Genocide: past genesis and future danger

Next Monday, October 7th, is the first anniversary of the genocidal Hamas attack on Israel. Since that day, the word “genocide” has blasted itself into our everyday conversation. When I began to write my new book, Genocide: Personal Stories, Big Questions (published on the anniversary), genocide seemed like a horror story from a distant past. Since that ominous day, both Israeli and Hamas leaders have been accused of genocide.
While it’s a subject that has fascinated me since childhood, I didn’t expect a chance meeting at the start of the Covid pandemic to take over my life for the following four years. That conversation led me to a woman called Paulette Volgyesi. In 1945, the British liberated Bergen-Belsen and then burned the camp down to stop the spread of disease that was rampant. The former inmates of the Nazi concentration camp in northern Germany were rehoused one mile down the road in a displaced persons’ camp. There Paulette was born in 1948. In 1950, she and her family moved to Toronto.
Fast-forward seven decades. Paulette, the daughter of survivors, had become a teacher and, after retiring, was helping Yazidi ISIS survivors to learn English and navigate life in Canada. I met several of the Iraqi women and asked Daniel Johnson, the editor of TheArticle , if I could write a story, which I did here . At a Christmas party, I met a publisher who asked me to expand on my article. By the time I had finished, I had a book on 20th and 21st-century genocide.
Writing about the Holocaust and the ISIS-perpetrated Yazidi genocide led to the exploration of many other genocides, not least the 1915 Armenian genocide. The Ottoman mass murder of almost two million Orthodox Christians was the high water mark of 20th-century barbarity until the Nazis. In the 1920s, Polish-Jewish lawyer Raphael Lemkin couldn’t understand why one person could be held accountable for murder but that countries could annihilate entire peoples with impunity. As far as such massacres were concerned, there was no international law to stop them. Having lost 49 members of his family, Lemkin devoted his life to campaigning for a global convention “to prevent future Hitlers”. On 9 December 1948, the United Nations adopted the Convention on the Prevention and Punishment of Genocide. Lemkin also spent decades trying to define the crime of “genocide”, a term he coined and first used in his 1944 book, Axis Rule in Occupied Europe.

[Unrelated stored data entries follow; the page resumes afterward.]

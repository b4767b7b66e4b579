// Copyright 2020 - developers of the `tlgram` project.
//
// Licensed under the Apache License, Version 2.0 <LICENSE-APACHE or
// https://www.apache.org/licenses/LICENSE-2.0> or the MIT license
// <LICENSE-MIT or https://opensource.org/licenses/MIT>, at your
// option. This file may not be copied, modified, or distributed
// except according to those terms.
#[cfg(test)]
use super::tests::Instant;
use tlgram_tl_types as tl;
use std::time::Duration;
#[cfg(not(test))]
use web_time::Instant;

/// Telegram sends `seq` equal to `0` when "it doesn't matter", so we use that value too.
pub(super) const NO_SEQ: i32 = 0;

/// It has been observed that Telegram may send updates with `qts` equal to `0` (for
/// example with `ChannelParticipant`), interleaved with non-zero `qts` values. This
/// presumably means that the ordering should be "ignored" in that case.
///
/// One can speculate this is done because the field is not optional in the TL definition.
///
/// Not ignoring the `pts` information in those updates can lead to failures resolving gaps.
pub(super) const NO_PTS: i32 = 0;

/// Non-update types like `messages.affectedMessages` can contain `pts` that should still be
/// processed. Because there's no `date`, a value of `0` is used as the sentinel value for
/// the `date` when constructing the dummy `Updates` (in order to handle them uniformly).
pub(super) const NO_DATE: i32 = 0;

// > It may be useful to wait up to 0.5 seconds
pub(super) const POSSIBLE_GAP_TIMEOUT: Duration = Duration::from_millis(500);

/// After how long without updates the client will "timeout".
///
/// When this timeout occurs, the client will attempt to fetch updates by itself, ignoring all the
/// updates that arrive in the meantime. After all updates are fetched when this happens, the
/// client will resume normal operation, and the timeout will reset.
///
/// Documentation recommends 15 minutes without updates (https://core.telegram.org/api/updates).
pub(super) const NO_UPDATES_TIMEOUT: Duration = Duration::from_secs(15 * 60);

/// A sortable [`MessageBox`] entry key.
#[derive(Clone, Copy, Debug, PartialEq, Eq, PartialOrd, Ord)]
pub(crate) enum Key {
    Common,
    Secondary,
    Channel(i64),
}

/// A live [`MessageBox`] entry.
#[derive(Debug)]
pub(super) struct LiveEntry {
    /// The variant of the [`MessageBox`] that this entry represents.
    pub(super) key: Key,

    /// The local persistent timestamp value that this [`MessageBox`] has.
    pub(super) pts: i32,

    /// Next instant when we would get the update difference if no updates arrived before then.
    pub(super) deadline: Instant,

    /// If the entry has a gap and may soon trigger the need to get difference.
    pub(super) possible_gap: Option<PossibleGap>,
}

/// Contains all live message boxes and is able to process incoming updates for each of them.
///
/// See <https://core.telegram.org/api/updates#message-related-event-sequences>.
#[derive(Debug)]
pub struct MessageBoxes {
    /// Live entries, sorted by key.
    pub(super) entries: Vec<LiveEntry>,

    /// Common [`State`] fields.
    pub(super) date: i32,
    pub(super) seq: i32,

    /// Optimization field to quickly query all entries that are currently being fetched.
    pub(super) getting_diff_for: Vec<Key>,

    /// Optimization field to quickly query all entries that have a possible gap.
    pub(super) possible_gaps: Vec<Key>,

    /// Optimization field holding the closest deadline instant.
    pub(super) next_deadline: Instant,
}

/// Represents the information needed to correctly handle a specific `tl::enums::Update`.
#[derive(Debug)]
pub(super) struct PtsInfo {
    pub(super) key: Key,
    pub(super) pts: i32,
    pub(super) count: i32,
}

// > ### Recovering gaps
// > […] Manually obtaining updates is also required in the following situations:
// > • Loss of sync: a gap was found in `seq` / `pts` / `qts` (as described above).
// >   It may be useful to wait up to 0.5 seconds in this situation and abort the sync in case a new update
// >   arrives, that fills the gap.
//
// This is really easy to trigger by spamming messages in a channel (with as little as 3 members works), because
// the updates produced by the RPC request take a while to arrive (whereas the read update comes faster alone).
#[derive(Debug)]
pub(super) struct PossibleGap {
    pub(super) deadline: Instant,
    /// Pending updates (those with a larger PTS, producing the gap which may later be filled).
    pub(super) updates: Vec<tl::enums::Update>,
}

#[derive(Debug, PartialEq, Eq, PartialOrd, Ord)]
pub struct Gap;

/// Alias for the commonly-referenced three-tuple of update and related peers.
pub(super) type UpdateAndPeers = (
    Vec<(tl::enums::Update, State)>,
    Vec<tl::enums::User>,
    Vec<tl::enums::Chat>,
);

/// Anything that should be treated like an update.
#[derive(Debug)]
pub enum UpdatesLike {
    Updates(tl::enums::Updates),
    ShortSentMessage {
        request: tl::functions::messages::SendMessage,
        update: tl::types::UpdateShortSentMessage,
    },
    AffectedMessages(tl::types::messages::AffectedMessages),
    InvitedUsers(tl::types::messages::InvitedUsers),
    /// Not an update sent by Telegram, but still something that affects handling of updates.
    /// The caller should getDifference and query the server for any possibly-lost updates.
    Reconnection,
}

// Public interface around the more tightly-packed internal state.

/// Update state, up to and including the update it is a part of.
/// That is, when using [`catch_up`](crate::InitParams::catch_up),
/// all updates with a state containing a [`MessageBox`] higher than this one will be fetched.
#[derive(Debug, Clone, PartialEq, Eq, PartialOrd, Ord)]
pub struct State {
    pub date: i32,
    pub seq: i32,
    pub message_box: Option<MessageBox>,
}

/// The message box and pts value that uniquely identifies the message-related update.
#[derive(Debug, Clone, Copy, PartialEq, Eq, PartialOrd, Ord)]
pub enum MessageBox {
    /// Account-wide persistent timestamp.
    ///
    /// This includes private conversations (one-to-one) and small group chats.
    Common { pts: i32 },
    /// Account-wide secondary persistent timestamp.
    ///
    /// This includes only certain bot updates and secret one-to-one chats.
    Secondary { qts: i32 },
    /// Channel-specific persistent timestamp.
    ///
    /// This includes "megagroup", "broadcast" and "supergroup" channels.
    Channel { channel_id: i64, pts: i32 },
}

As my book started to take shape, Paulette introduced me to another Bergen-Belsen baby. In total, some 2000 babies were born in the DP camp that closed in 1950. (I wrote about this here .) Professor Menachem Rosensaft helped me enormously in understanding the law of genocide, contributing to the book and introducing me to the youngest prosecutor at Nuremberg. A 27-year-old American immigrant, Ben Ferencz, barely able to see over the stand, prosecuted the Nazi death squads. The Einsatzgruppen Trial was the ninth of twelve held by the US government in occupied Germany. He was among the first to use Lemkin’s newly coined word at the trials of Nazi war criminals. TheArticle published my interview with the 101-year-old Ferencz ( here ).
Despite, as he said, “peering into hell”, he never gave up hope for the human race. “You live by understanding the position of those who are the perpetrators of such crimes. Many perpetrators believed that it was necessary to protect their vital interests — their religion or their country or patriotism, or the economic conditions. They needed to get rid of the enemy. The enemy is characterised as somebody you don’t like and want to go out and kill. That has been a prevailing position in many countries for many years and is still there. So, we have to change the hearts and minds of people. Because until you change the heart, you’re never going to change the mind. They have to realise that they have to treat other humans like human beings, not like animals.”
Ferencz died at 103 years old, but his words resonate today, as the world balances on a precipice and the American elections are only a few weeks away. Donald Trump may be a politician running for president in a great democracy, but he shares with Benito Mussolini, Adolf Hitler, Joseph Stalin and Saddam Hussein and other dictators a mesmeric appeal and Narcissistic Personality Disorder. This not only makes my book relevant but should shake us awake. Empathy, which none of those evil dictators possessed, is part of what we need to find a solution because what is apparent in all genocides is the “othering” of a group — be it Jews, Yazidis or Tutsis. Paulette had empathy with what had happened to the Yazidis because of what her parents had gone through.
Genocide, war crimes, mass murder, and famine are all on our doorsteps in Sudan, Nagorno-Karabakh ( here ), Israel and Ukraine. The threat of ISIS has not gone away, nor has the need to learn and teach. This was the real genesis of my book, trying to understand the unfathomable horror that turns ordinary people into mass killers and collaborators because there is no genocide without neighbours and tacit and complicit help. My journey began as a teenager when I took a trip to Dachau and Theresienstadt. It culminated as a journalist reporting on human rights and conflict and putting it all together in my book, which tells the stories of survivors and the histories of 20th and 21st-century genocide that I hope will act as a lesson that humanity will heed. None too soon.